## 2502254

How many different seven-digit numbers can be produced by rearranging the digits of $2502254$?
Source: mathcontest.olemiss.edu 10/1/2012

SOLUTION
Let’s pick a random digit other than zero among $0,2,2,2,4,5,5$ to be the leading digit. For example, let’s pick $2$. Even though the $2$ digits look the same  stand-alone, a $2$ in the unit place is different from a $2$ in the ten place which is different from a $2$ in the hundred place. For example, $2$ dollars is different from $22$ dollars which is different from $222$ dollars.
For this reason we will treat the $2$ and $5$ digits as different items when rearranging them to produce the seven-digit numbers.

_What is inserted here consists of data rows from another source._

// Copyright (c) 2025 Steve Wagner (ciroque@live.com)
// SPDX-License-Identifier: MIT

//! Process-wide catalog of named profiles.
//!
//! The registry maps a unique profile name to its [`ProfileDescriptor`]. It is an
//! explicit object created at start-up and handed to the scheduler, never ambient
//! global state.
//!
//! # Concurrency
//!
//! The map lives behind an `Arc` that writers replace wholesale. Readers clone the
//! `Arc` under a short read lock and then work on an immutable
//! [`RegistrySnapshot`], so the scheduler loop can iterate the catalog without
//! blocking registrations. Every successful write bumps [`ProfileRegistry::version`],
//! which the loop uses to notice that its slot table needs reconciling.
//!
//! # Examples
//! ```
//! use std::time::Duration;
//! use workload_scheduler::flows::NoopFlow;
//! use workload_scheduler::registry::ProfileRegistry;
//! use workload_scheduler::traits::{Flow, FlowFactory};
//!
//! let registry = ProfileRegistry::new();
//! let factory = FlowFactory::new(|| Box::new(NoopFlow::new()) as Box<dyn Flow>);
//!
//! registry.register("PM_38", factory.clone(), Duration::from_secs(60)).unwrap();
//! assert!(registry.register("PM_38", factory, Duration::from_secs(60)).is_err());
//!
//! let names: Vec<String> = registry.list().iter().map(|d| d.name().to_string()).collect();
//! assert_eq!(names, vec!["PM_38"]);
//! ```

mod descriptor;
mod schedule;

pub use descriptor::{format_interval, ProfileDescriptor};
pub use schedule::{ProfileSchedule, TimeOfDay};

use std::collections::BTreeMap;
use std::sync::atomic::{AtomicU64, Ordering};
use std::sync::{Arc, PoisonError, RwLock};
use std::time::Duration;

use crate::errors::RegistryError;
use crate::observability::messages::profile::{ProfileRegistered, ProfileUnregistered};
use crate::observability::messages::StructuredLog;
use crate::traits::FlowFactory;

type ProfileMap = BTreeMap<String, Arc<ProfileDescriptor>>;

/// Immutable, name-ordered view of the registry at one point in time.
#[derive(Debug, Clone)]
pub struct RegistrySnapshot {
    profiles: Arc<ProfileMap>,
    version: u64,
}

impl RegistrySnapshot {
    pub fn get(&self, name: &str) -> Option<&Arc<ProfileDescriptor>> {
        self.profiles.get(name)
    }

    pub fn contains(&self, name: &str) -> bool {
        self.profiles.contains_key(name)
    }

    /// Descriptors in ascending name order
    pub fn iter(&self) -> impl Iterator<Item = &Arc<ProfileDescriptor>> {
        self.profiles.values()
    }

    pub fn len(&self) -> usize {
        self.profiles.len()
    }

    pub fn is_empty(&self) -> bool {
        self.profiles.is_empty()
    }

    pub fn version(&self) -> u64 {
        self.version
    }
}

/// Registry of profile descriptors keyed by unique name.
#[derive(Debug, Default)]
pub struct ProfileRegistry {
    profiles: RwLock<Arc<ProfileMap>>,
    version: AtomicU64,
}

impl ProfileRegistry {
    pub fn new() -> Self {
        Self::default()
    }

    /// Register a profile with default metadata.
    ///
    /// Fails with [`RegistryError::DuplicateName`] if the name is taken; the
    /// existing registration is left untouched.
    pub fn register(
        &self,
        name: &str,
        flow_factory: FlowFactory,
        interval: Duration,
    ) -> Result<Arc<ProfileDescriptor>, RegistryError> {
        self.register_descriptor(ProfileDescriptor::new(name, flow_factory, interval))
    }

    /// Register a fully specified descriptor.
    pub fn register_descriptor(
        &self,
        descriptor: ProfileDescriptor,
    ) -> Result<Arc<ProfileDescriptor>, RegistryError> {
        let descriptor = Arc::new(descriptor);
        {
            // Writers only ever swap the Arc, so a poisoned lock still guards a consistent map.
            let mut guard = self.profiles.write().unwrap_or_else(PoisonError::into_inner);
            if guard.contains_key(descriptor.name()) {
                return Err(RegistryError::DuplicateName(descriptor.name().to_string()));
            }
            let mut updated = ProfileMap::clone(&guard);
            updated.insert(descriptor.name().to_string(), descriptor.clone());
            *guard = Arc::new(updated);
            self.version.fetch_add(1, Ordering::SeqCst);
        }

        ProfileRegistered {
            profile_name: descriptor.name(),
            schedule: &descriptor.schedule_summary(),
            enabled: descriptor.enabled(),
        }
        .log();

        Ok(descriptor)
    }

    /// Remove a profile, returning its descriptor.
    pub fn unregister(&self, name: &str) -> Result<Arc<ProfileDescriptor>, RegistryError> {
        let removed = {
            let mut guard = self.profiles.write().unwrap_or_else(PoisonError::into_inner);
            if !guard.contains_key(name) {
                return Err(RegistryError::NotFound(name.to_string()));
            }
            let mut updated = ProfileMap::clone(&guard);
            let removed = updated.remove(name);
            *guard = Arc::new(updated);
            self.version.fetch_add(1, Ordering::SeqCst);
            removed
        };

        ProfileUnregistered { profile_name: name }.log();

        removed.ok_or_else(|| RegistryError::NotFound(name.to_string()))
    }

    pub fn get(&self, name: &str) -> Option<Arc<ProfileDescriptor>> {
        self.snapshot().get(name).cloned()
    }

    pub fn contains(&self, name: &str) -> bool {
        self.snapshot().contains(name)
    }

    /// Copy of all descriptors ordered by name
    pub fn list(&self) -> Vec<Arc<ProfileDescriptor>> {
        self.snapshot().iter().cloned().collect()
    }

    pub fn len(&self) -> usize {
        self.snapshot().len()
    }

    pub fn is_empty(&self) -> bool {
        self.snapshot().is_empty()
    }

    pub fn version(&self) -> u64 {
        self.version.load(Ordering::SeqCst)
    }

    /// Take a consistent, immutable view of the registry.
    pub fn snapshot(&self) -> RegistrySnapshot {
        let guard = self.profiles.read().unwrap_or_else(PoisonError::into_inner);
        RegistrySnapshot {
            profiles: Arc::clone(&guard),
            version: self.version.load(Ordering::SeqCst),
        }
    }
}
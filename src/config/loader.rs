// Copyright (c) 2025 Steve Wagner (ciroque@live.com)
// SPDX-License-Identifier: MIT

use crate::config::consts::{
    DEFAULT_BACKOFF_MULTIPLIER, DEFAULT_EVENT_CAPACITY, DEFAULT_FAILURE_THRESHOLD,
    DEFAULT_MAX_BACKOFF_SECONDS, DEFAULT_SHUTDOWN_GRACE_SECONDS, DEFAULT_TICK_MS,
};
use crate::errors::ConfigError;
use crate::observability::messages::config::{CatalogLoaded, CatalogValidationFailed};
use crate::observability::messages::StructuredLog;
use serde::Deserialize;
use std::collections::HashMap;
use std::fs;
use std::path::Path;

/// Complete workload catalog: scheduler options, retry policy and profile entries.
///
/// Typically loaded from a YAML file; TOML is accepted for files ending in `.toml`.
///
/// # Example
/// ```yaml
/// scheduler:
///   tick_ms: 1000
///   max_concurrency: 16
/// retry:
///   failure_threshold: 3
///   backoff_multiplier: 2.0
///   max_backoff_seconds: 3600
/// profiles:
///   - name: PM_38
///     flow: sleep
///     interval_seconds: 900
///     options:
///       duration_ms: 250
/// ```
#[derive(Debug, Deserialize)]
pub struct CatalogConfig {
    #[serde(default)]
    pub scheduler: SchedulerOptions,
    #[serde(default)]
    pub retry: RetryOptions,
    pub profiles: Vec<ProfileConfig>,
}

/// Scheduler loop options.
///
/// # Fields
/// * `tick_ms` - Period of the dispatch pass (defaults to 1000)
/// * `max_concurrency` - Cap on simultaneously running flows (defaults to host parallelism)
/// * `shutdown_grace_seconds` - Wait for in-flight runs on shutdown (defaults to 30)
/// * `event_capacity` - Broadcast buffer for profile events (defaults to 1024)
#[derive(Debug, Deserialize)]
pub struct SchedulerOptions {
    #[serde(default = "default_tick_ms")]
    pub tick_ms: u64,
    pub max_concurrency: Option<usize>,
    #[serde(default = "default_shutdown_grace_seconds")]
    pub shutdown_grace_seconds: u64,
    #[serde(default = "default_event_capacity")]
    pub event_capacity: usize,
}

impl Default for SchedulerOptions {
    fn default() -> Self {
        Self {
            tick_ms: DEFAULT_TICK_MS,
            max_concurrency: None,
            shutdown_grace_seconds: DEFAULT_SHUTDOWN_GRACE_SECONDS,
            event_capacity: DEFAULT_EVENT_CAPACITY,
        }
    }
}

/// Failure and backoff options shared by all profiles.
#[derive(Debug, Deserialize)]
pub struct RetryOptions {
    #[serde(default = "default_failure_threshold")]
    pub failure_threshold: u32,
    #[serde(default = "default_backoff_multiplier")]
    pub backoff_multiplier: f64,
    #[serde(default = "default_max_backoff_seconds")]
    pub max_backoff_seconds: u64,
}

impl Default for RetryOptions {
    fn default() -> Self {
        Self {
            failure_threshold: DEFAULT_FAILURE_THRESHOLD,
            backoff_multiplier: DEFAULT_BACKOFF_MULTIPLIER,
            max_backoff_seconds: DEFAULT_MAX_BACKOFF_SECONDS,
        }
    }
}

/// One workload profile in the catalog.
///
/// # Fields
/// * `name` - Unique profile identifier, e.g. `PM_38`
/// * `flow` - Built-in flow selector (`noop`, `sleep`, `shell`, `fail`)
/// * `interval_seconds` - Repeat interval, measured from the end of the previous run
/// * `scheduled_times` - Times of day (`HH:MM` or `HH:MM:SS`, local time) to run
///   at instead of an interval
/// * `scheduled_days` - Weekdays (`MONDAY`, ...) the times apply to; every day when empty
/// * `enabled` - Disabled profiles are registered but start stopped (defaults to true)
/// * `start_delay_seconds` - Offset before the first run (defaults to 0)
/// * `max_iterations` - Finite run count, unbounded when absent
/// * `timeout_seconds` - Per-run deadline, none when absent
/// * `options` - Flow-specific options
#[derive(Debug, Deserialize)]
pub struct ProfileConfig {
    pub name: String,
    pub flow: String,
    pub interval_seconds: Option<u64>,
    #[serde(default)]
    pub scheduled_times: Vec<String>,
    #[serde(default)]
    pub scheduled_days: Vec<String>,
    #[serde(default = "default_enabled")]
    pub enabled: bool,
    #[serde(default)]
    pub start_delay_seconds: u64,
    pub max_iterations: Option<u32>,
    pub timeout_seconds: Option<u64>,
    #[serde(default)]
    pub options: HashMap<String, serde_yaml::Value>,
}

fn default_tick_ms() -> u64 {
    DEFAULT_TICK_MS
}

fn default_shutdown_grace_seconds() -> u64 {
    DEFAULT_SHUTDOWN_GRACE_SECONDS
}

fn default_event_capacity() -> usize {
    DEFAULT_EVENT_CAPACITY
}

fn default_failure_threshold() -> u32 {
    DEFAULT_FAILURE_THRESHOLD
}

fn default_backoff_multiplier() -> f64 {
    DEFAULT_BACKOFF_MULTIPLIER
}

fn default_max_backoff_seconds() -> u64 {
    DEFAULT_MAX_BACKOFF_SECONDS
}

fn default_enabled() -> bool {
    true
}

/// Load a catalog from a YAML or TOML file, chosen by extension
pub fn load_config<P: AsRef<Path>>(path: P) -> Result<CatalogConfig, ConfigError> {
    let path = path.as_ref();
    let content = fs::read_to_string(path)?;

    let extension = path
        .extension()
        .and_then(|ext| ext.to_str())
        .unwrap_or_default()
        .to_ascii_lowercase();

    let cfg: CatalogConfig = match extension.as_str() {
        "yaml" | "yml" => serde_yaml::from_str(&content)?,
        "toml" => toml::from_str(&content)?,
        other => return Err(ConfigError::UnsupportedFormat(other.to_string())),
    };
    Ok(cfg)
}

/// Load and validate a catalog
///
/// Every validation problem is reported at once rather than stopping at the first.
pub fn load_and_validate_config<P: AsRef<Path>>(path: P) -> Result<CatalogConfig, ConfigError> {
    let path = path.as_ref();
    let cfg = load_config(path)?;

    if let Err(validation_errors) = crate::config::validate_catalog(&cfg) {
        CatalogValidationFailed {
            errors: &validation_errors,
        }
        .log();
        return Err(ConfigError::Validation(validation_errors));
    }

    CatalogLoaded {
        path: &path.display().to_string(),
        profile_count: cfg.profiles.len(),
        enabled_count: cfg.profiles.iter().filter(|p| p.enabled).count(),
    }
    .log();

    Ok(cfg)
}
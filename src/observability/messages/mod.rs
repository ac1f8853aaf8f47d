// Copyright (c) 2025 Steve Wagner (ciroque@live.com)
// SPDX-License-Identifier: MIT

//! Centralized message types for structured logging.
//!
//! Each message type implements `Display` for a human-readable line and
//! [`StructuredLog`] to emit the same event with typed `tracing` fields at the
//! level the message belongs to.
//!
//! # Organization
//!
//! * `config` - catalog loading and validation
//! * `flow` - built-in flow diagnostics
//! * `profile` - per-profile registration, execution and lifecycle events
//! * `scheduler` - scheduler loop lifecycle and dispatch passes
//!
//! # Usage Pattern
//!
//! ```rust
//! use workload_scheduler::observability::messages::StructuredLog;
//! use workload_scheduler::observability::messages::scheduler::SchedulerStarted;
//! use std::time::Duration;
//!
//! SchedulerStarted {
//!     profile_count: 12,
//!     max_concurrency: 4,
//!     tick: Duration::from_secs(1),
//! }
//! .log();
//! ```

use std::fmt::Display;
use tracing::Span;

pub mod config;
pub mod flow;
pub mod profile;
pub mod scheduler;

/// A log message that knows its own level and structured fields.
pub trait StructuredLog: Display {
    /// Emit the message as a `tracing` event.
    fn log(&self);

    /// Build a span carrying the message's fields.
    fn span(&self, name: &str) -> Span;
}
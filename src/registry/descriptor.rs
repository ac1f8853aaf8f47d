// Copyright (c) 2025 Steve Wagner (ciroque@live.com)
// SPDX-License-Identifier: MIT

use std::time::Duration;

use super::ProfileSchedule;
use crate::traits::FlowFactory;

/// Static description of one profile: what to run and how often.
///
/// Descriptors are built once, handed to the [`ProfileRegistry`](super::ProfileRegistry)
/// and shared behind an `Arc` from then on, so they never change after
/// registration.
///
/// # Examples
/// ```
/// use std::time::Duration;
/// use workload_scheduler::flows::NoopFlow;
/// use workload_scheduler::registry::ProfileDescriptor;
/// use workload_scheduler::traits::{Flow, FlowFactory};
///
/// let descriptor = ProfileDescriptor::new(
///     "PM_38",
///     FlowFactory::new(|| Box::new(NoopFlow::new()) as Box<dyn Flow>),
///     Duration::from_secs(900),
/// )
/// .with_start_delay(Duration::from_secs(30))
/// .with_max_iterations(Some(4));
///
/// assert_eq!(descriptor.name(), "PM_38");
/// assert_eq!(descriptor.schedule_summary(), "Every 0:15:00");
/// ```
#[derive(Debug, Clone)]
pub struct ProfileDescriptor {
    name: String,
    flow_factory: FlowFactory,
    schedule: ProfileSchedule,
    enabled: bool,
    start_delay: Duration,
    max_iterations: Option<u32>,
    execution_timeout: Option<Duration>,
    flow_selector: Option<String>,
}

impl ProfileDescriptor {
    pub fn new(name: impl Into<String>, flow_factory: FlowFactory, schedule_interval: Duration) -> Self {
        Self {
            name: name.into(),
            flow_factory,
            schedule: ProfileSchedule::Every(schedule_interval),
            enabled: true,
            start_delay: Duration::ZERO,
            max_iterations: None,
            execution_timeout: None,
            flow_selector: None,
        }
    }

    /// A descriptor with any cadence, interval or time of day.
    pub fn scheduled(
        name: impl Into<String>,
        flow_factory: FlowFactory,
        schedule: ProfileSchedule,
    ) -> Self {
        Self::new(name, flow_factory, Duration::ZERO).with_schedule(schedule)
    }

    /// Replace the interval given to [`new`](Self::new), e.g. with a time-of-day schedule.
    pub fn with_schedule(mut self, schedule: ProfileSchedule) -> Self {
        self.schedule = schedule;
        self
    }

    /// Disabled profiles are registered but start out stopped.
    pub fn with_enabled(mut self, enabled: bool) -> Self {
        self.enabled = enabled;
        self
    }

    /// Offset before the first run, used to stagger profile start-up.
    pub fn with_start_delay(mut self, start_delay: Duration) -> Self {
        self.start_delay = start_delay;
        self
    }

    /// Run the flow this many times, then mark the profile completed.
    pub fn with_max_iterations(mut self, max_iterations: Option<u32>) -> Self {
        self.max_iterations = max_iterations;
        self
    }

    pub fn with_execution_timeout(mut self, execution_timeout: Option<Duration>) -> Self {
        self.execution_timeout = execution_timeout;
        self
    }

    pub fn with_flow_selector(mut self, flow_selector: impl Into<String>) -> Self {
        self.flow_selector = Some(flow_selector.into());
        self
    }

    pub fn name(&self) -> &str {
        &self.name
    }

    pub fn flow_factory(&self) -> &FlowFactory {
        &self.flow_factory
    }

    pub fn schedule(&self) -> &ProfileSchedule {
        &self.schedule
    }

    pub fn enabled(&self) -> bool {
        self.enabled
    }

    pub fn start_delay(&self) -> Duration {
        self.start_delay
    }

    pub fn max_iterations(&self) -> Option<u32> {
        self.max_iterations
    }

    pub fn execution_timeout(&self) -> Option<Duration> {
        self.execution_timeout
    }

    pub fn flow_selector(&self) -> Option<&str> {
        self.flow_selector.as_deref()
    }

    /// Human readable cadence, e.g. `Every 0:05:00`.
    pub fn schedule_summary(&self) -> String {
        self.schedule.summary()
    }
}

/// Formats a duration as `[D day(s), ]H:MM:SS`, falling back to milliseconds
/// for sub-second intervals.
pub fn format_interval(interval: Duration) -> String {
    if interval < Duration::from_secs(1) {
        return format!("{}ms", interval.as_millis());
    }

    let total = interval.as_secs();
    let days = total / 86_400;
    let hours = (total % 86_400) / 3_600;
    let minutes = (total % 3_600) / 60;
    let seconds = total % 60;

    match days {
        0 => format!("{}:{:02}:{:02}", hours, minutes, seconds),
        1 => format!("1 day, {}:{:02}:{:02}", hours, minutes, seconds),
        _ => format!("{} days, {}:{:02}:{:02}", days, hours, minutes, seconds),
    }
}

#[cfg(test)]
mod tests {
    use super::*;

    #[test]
    fn test_format_interval() {
        let cases = vec![
            (Duration::from_millis(250), "250ms"),
            (Duration::from_secs(5), "0:00:05"),
            (Duration::from_secs(300), "0:05:00"),
            (Duration::from_secs(3_600 * 6 + 61), "6:01:01"),
            (Duration::from_secs(86_400), "1 day, 0:00:00"),
            (Duration::from_secs(86_400 * 7 + 3_600), "7 days, 1:00:00"),
        ];

        for (interval, expected) in cases {
            assert_eq!(format_interval(interval), expected, "interval {:?}", interval);
        }
    }
}
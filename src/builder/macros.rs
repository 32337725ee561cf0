//! Macros for declaring event constants.

/// Declare a unit struct whose associated constants are [`Event`]s named
/// after the constants themselves.
///
/// [`Event`]: crate::core::Event
///
/// # Example
///
/// ```
/// use statecraft::events;
///
/// events! {
///     pub struct ConnectionEvents {
///         CONNECT,
///         DISCONNECT,
///         ERROR,
///     }
/// }
///
/// assert_eq!(ConnectionEvents::CONNECT.name(), "CONNECT");
/// assert_eq!(ConnectionEvents::all().len(), 3);
/// ```
#[macro_export]
macro_rules! events {
    (
        $(#[$meta:meta])*
        $vis:vis struct $name:ident {
            $(
                $(#[$event_meta:meta])*
                $event:ident
            ),* $(,)?
        }
    ) => {
        $(#[$meta])*
        #[derive(Clone, Copy, Debug)]
        $vis struct $name;

        impl $name {
            $(
                $(#[$event_meta])*
                pub const $event: $crate::core::Event =
                    $crate::core::Event::from_static(stringify!($event));
            )*

            /// Every event declared on this type, in declaration order.
            pub fn all() -> ::std::vec::Vec<$crate::core::Event> {
                ::std::vec![$(Self::$event),*]
            }
        }
    };
}
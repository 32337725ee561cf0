//! Destinations for formatted log lines other than the console.

use std::sync::{Arc, Mutex, PoisonError};

/// Receives formatted lines for the targets it is registered under.
pub trait LogSink: Send + Sync {
    fn write_line(&self, line: &str);
}

/// Keeps every line in memory.
///
/// Clones share the same buffer, so a test can keep one clone and hand the
/// other to a [`LoggerConfig`](super::LoggerConfig).
#[derive(Clone, Debug, Default)]
pub struct MemorySink {
    lines: Arc<Mutex<Vec<String>>>,
}

impl MemorySink {
    pub fn new() -> Self {
        Self::default()
    }

    pub fn lines(&self) -> Vec<String> {
        self.lines
            .lock()
            .unwrap_or_else(PoisonError::into_inner)
            .clone()
    }

    pub fn len(&self) -> usize {
        self.lines
            .lock()
            .unwrap_or_else(PoisonError::into_inner)
            .len()
    }

    pub fn is_empty(&self) -> bool {
        self.len() == 0
    }

    pub fn clear(&self) {
        self.lines
            .lock()
            .unwrap_or_else(PoisonError::into_inner)
            .clear();
    }
}

impl LogSink for MemorySink {
    fn write_line(&self, line: &str) {
        self.lines
            .lock()
            .unwrap_or_else(PoisonError::into_inner)
            .push(line.to_string());
    }
}
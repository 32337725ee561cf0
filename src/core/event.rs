//! Named, immutable signals.

use super::error::FsmError;
use super::identity::{Identified, Identity};
use serde::Serialize;
use std::borrow::Cow;
use std::fmt;

/// A named occurrence that may trigger a transition.
///
/// An event's identity *is* its name: two events built from the same name are
/// the same key in a transition table. This lets callers declare event
/// constants and compare them safely.
///
/// # Example
///
/// ```rust
/// use statecraft::core::Event;
///
/// const CONNECT: Event = Event::from_static("CONNECT");
///
/// let runtime = Event::new(String::from("CONNECT")).unwrap();
/// assert_eq!(CONNECT, runtime);
/// assert!(Event::new("").is_err());
/// ```
#[derive(Clone, Debug, PartialEq, Eq, Hash, Serialize)]
#[serde(transparent)]
pub struct Event {
    name: Identity,
}

impl Event {
    /// Build an event, failing with `CREATION_ERROR` on a blank name.
    pub fn new(name: impl Into<Cow<'static, str>>) -> Result<Self, FsmError> {
        let name = name.into();
        if name.trim().is_empty() {
            return Err(FsmError::creation("new", "Event", "'name' undefined"));
        }
        Ok(Self {
            name: Identity::from_name(name),
        })
    }

    /// Event constant.
    ///
    /// # Panics
    ///
    /// Panics if `name` is empty or only ASCII whitespace. In a `const` item
    /// (as declared by [`events!`](crate::events)) that is a compile error;
    /// use [`Event::new`] for names only known at runtime.
    pub const fn from_static(name: &'static str) -> Self {
        assert!(!is_blank(name), "event name must not be blank");
        Self {
            name: Identity::from_static(name),
        }
    }

    pub fn name(&self) -> &str {
        self.name.as_str()
    }
}

const fn is_blank(name: &str) -> bool {
    let bytes = name.as_bytes();
    let mut i = 0;
    while i < bytes.len() {
        if !bytes[i].is_ascii_whitespace() {
            return false;
        }
        i += 1;
    }
    true
}

impl Identified for Event {
    fn identity(&self) -> &Identity {
        &self.name
    }
}

impl fmt::Display for Event {
    fn fmt(&self, f: &mut fmt::Formatter<'_>) -> fmt::Result {
        f.write_str(self.name())
    }
}
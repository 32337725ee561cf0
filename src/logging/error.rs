use thiserror::Error;

#[derive(Debug, Error)]
pub enum LogError {
    #[error("logger not yet configured")]
    NotConfigured,

    #[error("unknown log level: {0}")]
    UnknownLevel(String),

    #[error("unknown log target: {0}")]
    UnknownTarget(String),

    #[error("failed to install subscriber: {0}")]
    Subscriber(String),
}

We categorize the search for the different numbers by the leading digits $2, 4$, and $5$.
CASE 1: How many different seven-digit numbers can we form by having $2$ as the leading digit?
STEP 1. Find two places to put the remaining two $2$ digits
$\binom{6}{2}=15$
STEP 2. Find two places to put the two $5$ digits
$\binom{4}{2}=6$
STEP 3. Find one place to put the $4$ digit
$\binom{2}{1}=2$
STEP 4. Find one place to put the $0$ digit
$\binom{1}{1}=1$
Count of different seven-digit numbers having $2$ as the leading digit
$15\times 6\times 2\times 1=180$

CASE 2: How many different seven-digit numbers can we form by having $4$ as the leading digit?
STEP 1. Find three places to put the three 2 digits
$\binom{6}{3}=20$
STEP 2. Find one place to put the $0$ digit
$\binom{3}{1}=3$
STEP 3. Find two places to put the two 5 digits
$\binom{2}{2}=1$
Count of seven-digit numbers having 4 as the leading digit
$20\times 3\times 1=60$

CASE 3: How many different seven-digit numbers can we form by having $5$ as the leading digit?
STEP 1. Find one place to put the remaining $5$ digit
$\binom{6}{1}=6$
STEP 2. Find three places to put the three 2 digits
$\binom{5}{3}=10$
STEP 3. Find one place to put the $0$ digit
$\binom{2}{1}=2$
STEP 4. Find one place to put the $4$ digit
$\binom{1}{1}=1$
Count of different seven-digit numbers having $5$ as the leading digit
$6\times 10\times 2\times 1=120$

How many different seven-digit numbers can be produced by rearranging the digits of $2502254$?
$180+60+120=360$

Answer: $360$.